LEGISLATORS said Thursday that more stimulus is needed to help the economy recover from the pandemic, adding that only the government is capable of providing this boost with the private sector still reluctant to invest.
“The private sector will not be investing so much, I suppose next year, while you still have this uncertainty, it’s the job of the government,” Senator Ralph G. Recto said at the 9th Arangkada Philippines Forum 2020.
“That’s why I support all the stimulus measures from the House including a Bayanihan III, of additional spending of 1-2% of GDP.”
He was referring to the third round of Bayanihan stimulus measures, following the Bayanihan to Heal as One law (Bayanihan I) enacted early in the pandemic and the Bayanihan to Recover as One (Bayanihan II) months later.
AAMBIS-OWA Representative Sharon S. Garin, who chairs the House economic affairs committee, has filed a third Bayanihan bill calling for a P247-billion package, while Marikina Rep. Stella Luz A. Quimbo proposed to inject up to P400 billion.
Ms.
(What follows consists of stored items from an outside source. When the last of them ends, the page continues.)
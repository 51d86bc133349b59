//! Player registry and per-player hit-cooldown state machine.
//!
//! The registry is owned by the simulation task; connection handlers never
//! touch it directly. A player entry exists exactly as long as its
//! connection does. Cooldown is an explicit tick counter rather than the
//! implicit "ball drifted out of range" behavior: a player who deflects
//! the ball is `Cooling` for a configured number of ticks and becomes
//! `Ready` again exactly once.

use log::{debug, info, warn};
use rand::Rng;
use shared::Vec2;
use std::collections::HashMap;

/// Hit eligibility of a single player.
#[derive(Debug, Clone, Copy, PartialEq, Eq)]
pub enum HitState {
    Ready,
    Cooling { remaining_ticks: u32 },
}

/// A connected player's avatar as the simulation sees it.
#[derive(Debug, Clone)]
pub struct Player {
    pub id: String,
    pub pos: Vec2,
    pub hit_state: HitState,
}

/// All currently connected players, keyed by their stable connection id.
pub struct PlayerRegistry {
    players: HashMap<String, Player>,
    arena_width: f32,
    arena_height: f32,
    cooldown_ticks: u32,
}

impl PlayerRegistry {
    pub fn new(arena_width: f32, arena_height: f32, cooldown_ticks: u32) -> Self {
        Self {
            players: HashMap::new(),
            arena_width,
            arena_height,
            cooldown_ticks,
        }
    }

    /// Adds a player at a random position inside the arena, immediately
    /// eligible to hit. A duplicate id silently replaces the old entry;
    /// the new connection owns the id.
    pub fn add_player(&mut self, id: &str) {
        let mut rng = rand::thread_rng();
        let pos = Vec2::new(
            rng.gen_range(0.0..self.arena_width),
            rng.gen_range(0.0..self.arena_height),
        );

        if self.players.contains_key(id) {
            warn!("Player {} rejoined, replacing existing entry", id);
        }
        info!("Added player {} at ({:.1}, {:.1})", id, pos.x, pos.y);

        self.players.insert(
            id.to_string(),
            Player {
                id: id.to_string(),
                pos,
                hit_state: HitState::Ready,
            },
        );
    }

    /// Evicts a player. Unknown ids are a logged no-op; the eviction takes
    /// effect before the next tick's collision checks.
    pub fn remove_player(&mut self, id: &str) {
        if self.players.remove(id).is_some() {
            info!("Removed player {}", id);
        } else {
            debug!("Ignoring removal of unknown player {}", id);
        }
    }

    pub fn get(&self, id: &str) -> Option<&Player> {
        self.players.get(id)
    }

    pub fn len(&self) -> usize {
        self.players.len()
    }

    pub fn is_empty(&self) -> bool {
        self.players.is_empty()
    }

    /// Starts the cooldown for a player who just deflected the ball.
    /// Unknown ids are tolerated: the player may have left mid-tick.
    pub fn record_hit(&mut self, id: &str) {
        if let Some(player) = self.players.get_mut(id) {
            player.hit_state = if self.cooldown_ticks == 0 {
                HitState::Ready
            } else {
                HitState::Cooling {
                    remaining_ticks: self.cooldown_ticks,
                }
            };
        }
    }

    /// Advances every cooling player by one tick. Called once at the start
    /// of each simulation tick, so re-enabling happens exactly once.
    pub fn tick_cooldowns(&mut self) {
        for player in self.players.values_mut() {
            if let HitState::Cooling { remaining_ticks } = player.hit_state {
                player.hit_state = if remaining_ticks <= 1 {
                    HitState::Ready
                } else {
                    HitState::Cooling {
                        remaining_ticks: remaining_ticks - 1,
                    }
                };
            }
        }
    }

    /// Ids of players whose cooldown allows a new deflection this tick.
    pub fn eligible_for_hit_check(&self) -> Vec<String> {
        self.players
            .values()
            .filter(|p| p.hit_state == HitState::Ready)
            .map(|p| p.id.clone())
            .collect()
    }

    /// Applies a client-reported avatar position after bounds sanity
    /// checks. Non-finite or out-of-arena coordinates are dropped and the
    /// last known good position is kept. Returns true when the update
    /// applied.
    pub fn update_position(&mut self, id: &str, x: f32, y: f32) -> bool {
        let pos = Vec2::new(x, y);
        if !pos.is_finite()
            || !(0.0..=self.arena_width).contains(&x)
            || !(0.0..=self.arena_height).contains(&y)
        {
            warn!("Dropping invalid position ({}, {}) for player {}", x, y, id);
            return false;
        }

        match self.players.get_mut(id) {
            Some(player) => {
                player.pos = pos;
                true
            }
            None => {
                debug!("Ignoring move for unknown player {}", id);
                false
            }
        }
    }
}
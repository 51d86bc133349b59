use serde::{Deserialize, Serialize};

// Default tuning used by the server binary and the tests. The running
// server takes all of these from its command line instead.
pub const ARENA_WIDTH: f32 = 400.0;
pub const ARENA_HEIGHT: f32 = 400.0;
pub const BALL_RADIUS: f32 = 10.0;
pub const PLAYER_RADIUS: f32 = 15.0;
pub const BALL_SPEED: f32 = 3.0;
pub const TICK_INTERVAL_MS: u64 = 20;
pub const HIT_SAMPLE_COUNT: u32 = 100;
pub const COARSE_HIT_MARGIN: f32 = 10.0;
pub const FINE_HIT_MARGIN: f32 = 2.0;
pub const HIT_COOLDOWN_TICKS: u32 = 25;

/// A point or displacement in arena coordinates.
#[derive(Debug, Clone, Copy, PartialEq, Serialize, Deserialize, Default)]
pub struct Vec2 {
    pub x: f32,
    pub y: f32,
}

impl Vec2 {
    pub fn new(x: f32, y: f32) -> Self {
        Self { x, y }
    }

    /// True when both components are finite numbers.
    pub fn is_finite(&self) -> bool {
        self.x.is_finite() && self.y.is_finite()
    }
}

/// Wire messages exchanged between clients and the server, bincode-encoded
/// one packet per UDP datagram.
///
/// Clients send `Join`, `Move` and `Leave`. The server broadcasts `BallPos`
/// every tick and relays `PlayerJoined` / `PlayerLeft` / `PlayerMoved` so
/// every client can render all avatars.
#[derive(Debug, Serialize, Deserialize, Clone)]
pub enum Packet {
    Join {
        id: String,
    },
    Move {
        id: String,
        x: f32,
        y: f32,
    },
    Leave {
        id: String,
    },

    BallPos {
        x: f32,
        y: f32,
    },
    PlayerJoined {
        id: String,
    },
    PlayerLeft {
        id: String,
    },
    PlayerMoved {
        id: String,
        x: f32,
        y: f32,
    },
}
Quimbo said treasury records show that the government has over a trillion pesos in undisbursed cash from the P4.1-trillion 2020 national budget, which may be tapped as a source of stimulus funds.
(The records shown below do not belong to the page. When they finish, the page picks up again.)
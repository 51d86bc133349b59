//! Authoritative ball simulation.
//!
//! `GameState::step` is the whole per-tick pipeline: cooldown bookkeeping,
//! ball advance, hit checks against every eligible player, velocity
//! resolution and wall reflection. It runs on a single task; nothing else
//! mutates the ball.

use crate::collision::{test_hit, HitParams};
use crate::config::GameConfig;
use crate::registry::PlayerRegistry;
use log::debug;
use shared::Vec2;

#[derive(Debug, Clone, Copy)]
pub struct Ball {
    pub pos: Vec2,
    pub vel: Vec2,
    pub radius: f32,
}

/// What a single tick produced, for broadcast and presentation fan-out.
#[derive(Debug, Clone)]
pub struct TickOutcome {
    pub ball_pos: Vec2,
    /// Players who deflected the ball this tick, in check order.
    pub hitters: Vec<String>,
}

pub struct GameState {
    pub tick: u64,
    pub ball: Ball,
    pub registry: PlayerRegistry,
    config: GameConfig,
    hit_params: HitParams,
}

impl GameState {
    pub fn new(config: GameConfig) -> Self {
        let registry = PlayerRegistry::new(
            config.arena_width,
            config.arena_height,
            config.cooldown_ticks,
        );
        // Ball starts at (100, 100) drifting down-right.
        let ball = Ball {
            pos: Vec2::new(100.0, 100.0),
            vel: Vec2::new(config.ball_speed, config.ball_speed),
            radius: config.ball_radius,
        };
        let hit_params = config.hit_params();

        Self {
            tick: 0,
            ball,
            registry,
            config,
            hit_params,
        }
    }

    /// Advances the simulation by one tick and returns the authoritative
    /// result. A player that vanished mid-tick simply fails the lookup and
    /// is skipped; nothing here can abort a tick.
    pub fn step(&mut self) -> TickOutcome {
        self.registry.tick_cooldowns();

        self.ball.pos.x += self.ball.vel.x;
        self.ball.pos.y += self.ball.vel.y;

        // Every eligible hit this tick is recorded, but by default the
        // velocity flips at most once so simultaneous deflections cannot
        // cancel each other out. `per_hit_flip` restores the legacy
        // flip-per-hit behavior.
        let mut hitters = Vec::new();
        for id in self.registry.eligible_for_hit_check() {
            let Some(player) = self.registry.get(&id) else {
                continue;
            };
            if test_hit(
                self.ball.pos,
                self.ball.radius,
                player.pos,
                self.config.player_radius,
                &self.hit_params,
            ) {
                hitters.push(id);
            }
        }

        for id in &hitters {
            debug!("Ball deflected by player {}", id);
            self.registry.record_hit(id);
        }

        let flips = if self.config.per_hit_flip {
            hitters.len()
        } else {
            usize::from(!hitters.is_empty())
        };
        if flips % 2 == 1 {
            self.ball.vel.x = -self.ball.vel.x;
            self.ball.vel.y = -self.ball.vel.y;
        }

        self.reflect_off_walls();

        self.tick += 1;
        TickOutcome {
            ball_pos: self.ball.pos,
            hitters,
        }
    }

    /// Bounces the ball off the arena edges and clamps it back inside.
    /// Runs after collision resolution; each axis only flips when the ball
    /// is still heading out, so a collision flip is never undone.
    fn reflect_off_walls(&mut self) {
        let ball = &mut self.ball;
        let (min_x, max_x) = (ball.radius, self.config.arena_width - ball.radius);
        let (min_y, max_y) = (ball.radius, self.config.arena_height - ball.radius);

        if (ball.pos.x >= max_x && ball.vel.x > 0.0) || (ball.pos.x <= min_x && ball.vel.x < 0.0) {
            ball.vel.x = -ball.vel.x;
        }
        if (ball.pos.y >= max_y && ball.vel.y > 0.0) || (ball.pos.y <= min_y && ball.vel.y < 0.0) {
            ball.vel.y = -ball.vel.y;
        }

        ball.pos.x = ball.pos.x.clamp(min_x, max_x);
        ball.pos.y = ball.pos.y.clamp(min_y, max_y);
    }
}

#[cfg(test)]
mod tests {
    use super::*;
    use assert_approx_eq::assert_approx_eq;

    fn game() -> GameState {
        GameState::new(GameConfig::default())
    }

    fn place_player(game: &mut GameState, id: &str, x: f32, y: f32) {
        game.registry.add_player(id);
        assert!(game.registry.update_position(id, x, y));
    }

    #[test]
    fn test_ball_advances_by_velocity() {
        let mut g = game();
        let outcome = g.step();
        assert_approx_eq!(outcome.ball_pos.x, 103.0, 1e-4);
        assert_approx_eq!(outcome.ball_pos.y, 103.0, 1e-4);
        assert_eq!(g.tick, 1);
    }

    #[test]
    fn test_hit_flips_both_velocity_components_once() {
        let mut g = game();
        place_player(&mut g, "a", 108.0, 108.0);

        let outcome = g.step();
        assert_eq!(outcome.hitters, vec!["a".to_string()]);
        assert_approx_eq!(g.ball.vel.x, -3.0, 1e-4);
        assert_approx_eq!(g.ball.vel.y, -3.0, 1e-4);
    }

    #[test]
    fn test_simultaneous_hits_flip_once_by_default() {
        let mut g = game();
        place_player(&mut g, "a", 108.0, 108.0);
        place_player(&mut g, "b", 98.0, 98.0);

        let outcome = g.step();
        assert_eq!(outcome.hitters.len(), 2);
        // One net flip, not two.
        assert_approx_eq!(g.ball.vel.x, -3.0, 1e-4);
        assert_approx_eq!(g.ball.vel.y, -3.0, 1e-4);
    }

    #[test]
    fn test_per_hit_flip_mode_lets_simultaneous_hits_cancel() {
        let config = GameConfig {
            per_hit_flip: true,
            ..GameConfig::default()
        };
        let mut g = GameState::new(config);
        place_player(&mut g, "a", 108.0, 108.0);
        place_player(&mut g, "b", 98.0, 98.0);

        let outcome = g.step();
        assert_eq!(outcome.hitters.len(), 2);
        // Two flips compose back to the original direction.
        assert_approx_eq!(g.ball.vel.x, 3.0, 1e-4);
        assert_approx_eq!(g.ball.vel.y, 3.0, 1e-4);
    }

    #[test]
    fn test_hitter_enters_cooldown_and_cannot_rehit() {
        let mut g = game();
        place_player(&mut g, "a", 108.0, 108.0);

        let first = g.step();
        assert_eq!(first.hitters.len(), 1);

        // Park the ball on top of the player again; the cooldown must keep
        // the player out of the hit check.
        g.ball.pos = Vec2::new(100.0, 100.0);
        g.ball.vel = Vec2::new(0.0, 0.0);
        let second = g.step();
        assert!(second.hitters.is_empty());
    }

    #[test]
    fn test_removed_player_is_never_a_ghost_target() {
        let mut g = game();
        place_player(&mut g, "a", 108.0, 108.0);
        g.registry.remove_player("a");

        let outcome = g.step();
        assert!(outcome.hitters.is_empty());
        assert_approx_eq!(g.ball.vel.x, 3.0, 1e-4);
    }

    #[test]
    fn test_right_wall_reflection_flips_dx_and_clamps() {
        let mut g = game();
        g.ball.pos = Vec2::new(395.0, 200.0);
        g.ball.vel = Vec2::new(3.0, 0.0);

        let outcome = g.step();
        assert_approx_eq!(g.ball.vel.x, -3.0, 1e-4);
        assert!(outcome.ball_pos.x <= 390.0);
    }

    #[test]
    fn test_left_and_top_walls_reflect_independently() {
        let mut g = game();
        g.ball.pos = Vec2::new(11.0, 11.0);
        g.ball.vel = Vec2::new(-3.0, -3.0);

        g.step();
        assert_approx_eq!(g.ball.vel.x, 3.0, 1e-4);
        assert_approx_eq!(g.ball.vel.y, 3.0, 1e-4);
        assert!(g.ball.pos.x >= 10.0);
        assert!(g.ball.pos.y >= 10.0);
    }

    #[test]
    fn test_ball_stays_in_bounds_over_many_ticks() {
        let mut g = game();
        for _ in 0..10_000 {
            let outcome = g.step();
            assert!((10.0..=390.0).contains(&outcome.ball_pos.x));
            assert!((10.0..=390.0).contains(&outcome.ball_pos.y));
        }
    }

    #[test]
    fn test_corner_hit_does_not_push_ball_out() {
        let mut g = game();
        // Player glued to the ball in the corner: the collision flip and
        // the wall reflection both fire in the same tick.
        g.ball.pos = Vec2::new(388.0, 388.0);
        g.ball.vel = Vec2::new(3.0, 3.0);
        place_player(&mut g, "a", 380.0, 380.0);

        let outcome = g.step();
        assert!((10.0..=390.0).contains(&outcome.ball_pos.x));
        assert!((10.0..=390.0).contains(&outcome.ball_pos.y));
    }
}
“When Congress passed (the ARISE stimulus bill in June), I think within 24 hours, the executive said it was unfundable. At that point… perhaps that was a reasonable decision given that there was so much uncertainty,” she said at the same forum.
“But fast forward to today, knowing they have so much undisbursed funds… I think there is hope for some more aggressive spending behavior. Besides that’s the clamor of many sectors.”
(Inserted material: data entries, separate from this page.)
//! Typed response shapes and the value wrappers they are built from.

pub mod codes;
pub mod sample;
pub mod timeline;
pub mod values;

pub use sample::{
    AirQualityFields, FieldError, FireIndexFields, RoadRiskFields, SampleLocation, StationSample,
    WeatherFields, WeatherSample,
};
pub use timeline::{Aggregate, Interval, IntervalValues, Timeline, TimelineList};
pub use values::{
    DateValue, FloatValue, IntValue, OptionalValue, Scalar, StringValue, TimeValue, Timestamp,
    TimestampError, format_timestamp, parse_time_or_date,
};
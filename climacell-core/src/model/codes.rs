//! Descriptions for the coded values the service reports.

/// Describe a ClimaCell weather code, e.g. `1000` is "Clear".
pub const fn weather_code_description(code: i64) -> Option<&'static str> {
    Some(match code {
        0 => "Unknown",
        1000 => "Clear",
        1001 => "Cloudy",
        1100 => "Mostly Clear",
        1101 => "Partly Cloudy",
        1102 => "Mostly Cloudy",
        2000 => "Fog",
        2100 => "Light Fog",
        3000 => "Light Wind",
        3001 => "Wind",
        3002 => "Strong Wind",
        4000 => "Drizzle",
        4001 => "Rain",
        4200 => "Light Rain",
        4201 => "Heavy Rain",
        5000 => "Snow",
        5001 => "Flurries",
        5100 => "Light Snow",
        5101 => "Heavy Snow",
        6000 => "Freezing Drizzle",
        6001 => "Freezing Rain",
        6200 => "Light Freezing Rain",
        6201 => "Heavy Freezing Rain",
        7000 => "Ice Pellets",
        7101 => "Heavy Ice Pellets",
        7102 => "Light Ice Pellets",
        8000 => "Thunderstorm",
        _ => return None,
    })
}

/// Describe a moon phase index (0-7).
pub const fn moon_phase_description(phase: i64) -> Option<&'static str> {
    Some(match phase {
        0 => "New",
        1 => "Waxing Crescent",
        2 => "First Quarter",
        3 => "Waxing Gibbous",
        4 => "Full",
        5 => "Waning Gibbous",
        6 => "Third Quarter",
        7 => "Waning Crescent",
        _ => return None,
    })
}

#[cfg(test)]
mod tests {
    use super::*;

    #[test]
    fn known_weather_codes() {
        assert_eq!(weather_code_description(1000), Some("Clear"));
        assert_eq!(weather_code_description(8000), Some("Thunderstorm"));
        assert_eq!(weather_code_description(1234), None);
    }

    #[test]
    fn moon_phases() {
        assert_eq!(moon_phase_description(4), Some("Full"));
        assert_eq!(moon_phase_description(8), None);
    }
}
Mr. Recto said the leaders of the Senate and the House of Representatives will meet in January to discuss the Congressional agenda over the remaining 18 months of the current government.
He said the Senate is open to measures that will ease the entry of foreign investors in retail as well as lower the minimum employment requirement to 15 from 50 for small enterprises with paid-in capital of at least $100,000.
Meanwhile, Mr. Recto said the proposal to amend the Public Service Act (PSA), or Commonwealth Act No. 146, is “a bit ticklish.”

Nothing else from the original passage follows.